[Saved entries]
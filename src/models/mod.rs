//! Data models for Spyglass entities.
//!
//! This module defines the core data structures:
//! - `Repository` - A trackable repository belonging to the configured owner
//! - `Issue` - An issue fetched from the remote API, enriched with comments
//! - `UserRef` - A user handle with an avatar reference
//! - `Label` - An issue label with its display color
//! - `Comment` - A single issue comment
//! - `SortKey` - The available orderings for the issue view
//! - `ViewMode` - The list/card rendering preference

use chrono::{DateTime, Utc};
use serde::{Deserialize, Serialize};
use std::fmt;

/// Issue state as reported by the remote API.
#[derive(Debug, Clone, Copy, Default, PartialEq, Eq, Serialize, Deserialize)]
#[serde(rename_all = "lowercase")]
pub enum IssueState {
    #[default]
    Open,
    Closed,
}

impl IssueState {
    /// Get the string representation.
    pub fn as_str(&self) -> &'static str {
        match self {
            Self::Open => "open",
            Self::Closed => "closed",
        }
    }
}

impl fmt::Display for IssueState {
    fn fmt(&self, f: &mut fmt::Formatter<'_>) -> fmt::Result {
        write!(f, "{}", self.as_str())
    }
}

/// A user handle with an avatar reference.
#[derive(Debug, Clone, PartialEq, Eq, Serialize, Deserialize)]
pub struct UserRef {
    /// Login handle
    pub login: String,

    /// Avatar image URL
    #[serde(skip_serializing_if = "Option::is_none")]
    pub avatar_url: Option<String>,
}

/// An issue label.
#[derive(Debug, Clone, PartialEq, Eq, Serialize, Deserialize)]
pub struct Label {
    /// Label name
    pub name: String,

    /// Display color as a hex string without the leading `#`
    #[serde(default)]
    pub color: String,
}

/// A single comment on an issue.
#[derive(Debug, Clone, PartialEq, Eq, Serialize, Deserialize)]
pub struct Comment {
    /// Login handle of the comment author
    pub author: String,

    /// Comment body
    pub body: String,

    /// Creation timestamp
    pub created_at: DateTime<Utc>,
}

/// An issue tracked by Spyglass.
///
/// Created by the acquisition engine from remote records; never mutated
/// after creation except to attach `comments`. The `id` is globally unique
/// across repositories and is the deduplication key for the global
/// collection.
#[derive(Debug, Clone, Serialize, Deserialize)]
pub struct Issue {
    /// Globally unique identifier assigned by the remote API
    pub id: u64,

    /// Issue number within its repository
    pub number: u64,

    /// Issue title
    pub title: String,

    /// Issue body text
    #[serde(skip_serializing_if = "Option::is_none")]
    pub body: Option<String>,

    /// Open/closed state
    pub state: IssueState,

    /// Creation timestamp
    pub created_at: DateTime<Utc>,

    /// Last update timestamp
    pub updated_at: DateTime<Utc>,

    /// Number of comments reported by the listing endpoint
    #[serde(default)]
    pub comment_count: u32,

    /// Assigned users
    #[serde(default)]
    pub assignees: Vec<UserRef>,

    /// Labels attached to the issue
    #[serde(default)]
    pub labels: Vec<Label>,

    /// Name of the owning repository (foreign key to `Repository::name`)
    pub repository: String,

    /// Issue author
    pub author: UserRef,

    /// Web URL for the issue detail page
    pub url: String,

    /// Comment details, populated lazily when `comment_count > 0`.
    /// Empty when enrichment failed or the issue has no comments.
    #[serde(default, skip_serializing_if = "Vec::is_empty")]
    pub comments: Vec<Comment>,
}

impl Issue {
    /// Whether the issue is open.
    pub fn is_open(&self) -> bool {
        self.state == IssueState::Open
    }

    /// Whether the given login is among the assignees.
    pub fn has_assignee(&self, login: &str) -> bool {
        self.assignees.iter().any(|a| a.login == login)
    }

    /// Whether the issue carries a label with the given name.
    pub fn has_label(&self, name: &str) -> bool {
        self.labels.iter().any(|l| l.name == name)
    }
}

/// A repository tracked by Spyglass.
///
/// Created by the catalog loader; the issue counts stay `None` until the
/// acquisition engine has fetched that repository's issues.
#[derive(Debug, Clone, Serialize, Deserialize)]
pub struct Repository {
    /// Repository name, unique within the owner's namespace
    pub name: String,

    /// Curated display name (catalog source only)
    #[serde(skip_serializing_if = "Option::is_none")]
    pub display_name: Option<String>,

    /// Short description
    #[serde(skip_serializing_if = "Option::is_none")]
    pub description: Option<String>,

    /// Default branch name
    #[serde(skip_serializing_if = "Option::is_none")]
    pub default_branch: Option<String>,

    /// Count of open issues, once fetched
    #[serde(skip_serializing_if = "Option::is_none")]
    pub open_issue_count: Option<u32>,

    /// Count of all issues, once fetched
    #[serde(skip_serializing_if = "Option::is_none")]
    pub total_issue_count: Option<u32>,

    /// Canonical web URL
    pub url: String,
}

impl Repository {
    /// Create a descriptor with no curated metadata.
    pub fn new(name: impl Into<String>, owner: &str) -> Self {
        let name = name.into();
        let url = format!("https://github.com/{}/{}", owner, name);
        Self {
            name,
            display_name: None,
            description: None,
            default_branch: None,
            open_issue_count: None,
            total_issue_count: None,
            url,
        }
    }

    /// Name to show in listings: the curated display name when present.
    pub fn label(&self) -> &str {
        self.display_name.as_deref().unwrap_or(&self.name)
    }
}

/// Sort orderings for the issue view.
#[derive(Debug, Clone, Copy, Default, PartialEq, Eq, Serialize, Deserialize)]
#[serde(rename_all = "lowercase")]
pub enum SortKey {
    /// Most recently updated first (default)
    #[default]
    Updated,
    /// Most recently created first
    Created,
    /// Most comments first
    Comments,
    /// Title, ascending
    Title,
    /// Issue number, descending
    Number,
}

impl SortKey {
    /// Parse a sort key from a string.
    pub fn from_str(s: &str) -> Option<Self> {
        match s {
            "updated" => Some(Self::Updated),
            "created" => Some(Self::Created),
            "comments" => Some(Self::Comments),
            "title" => Some(Self::Title),
            "number" => Some(Self::Number),
            _ => None,
        }
    }

    /// Get the string representation.
    pub fn as_str(&self) -> &'static str {
        match self {
            Self::Updated => "updated",
            Self::Created => "created",
            Self::Comments => "comments",
            Self::Title => "title",
            Self::Number => "number",
        }
    }
}

impl fmt::Display for SortKey {
    fn fmt(&self, f: &mut fmt::Formatter<'_>) -> fmt::Result {
        write!(f, "{}", self.as_str())
    }
}

/// Rendering preference for the issue list.
#[derive(Debug, Clone, Copy, Default, PartialEq, Eq, Serialize, Deserialize)]
#[serde(rename_all = "lowercase")]
pub enum ViewMode {
    /// One line per issue
    #[default]
    List,
    /// Multi-line block per issue
    Card,
}

impl ViewMode {
    /// Parse a view mode from a string.
    pub fn from_str(s: &str) -> Option<Self> {
        match s {
            "list" => Some(Self::List),
            "card" => Some(Self::Card),
            _ => None,
        }
    }

    /// Get the string representation.
    pub fn as_str(&self) -> &'static str {
        match self {
            Self::List => "list",
            Self::Card => "card",
        }
    }
}

impl fmt::Display for ViewMode {
    fn fmt(&self, f: &mut fmt::Formatter<'_>) -> fmt::Result {
        write!(f, "{}", self.as_str())
    }
}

▸ **TASK TO CARRY OUT**:
Which lines of the records contain "models"? Show each of them.

▸ **SOLVED PROBLEM**:
filename src/models/mod.rs
//! Data models for Spyglass entities.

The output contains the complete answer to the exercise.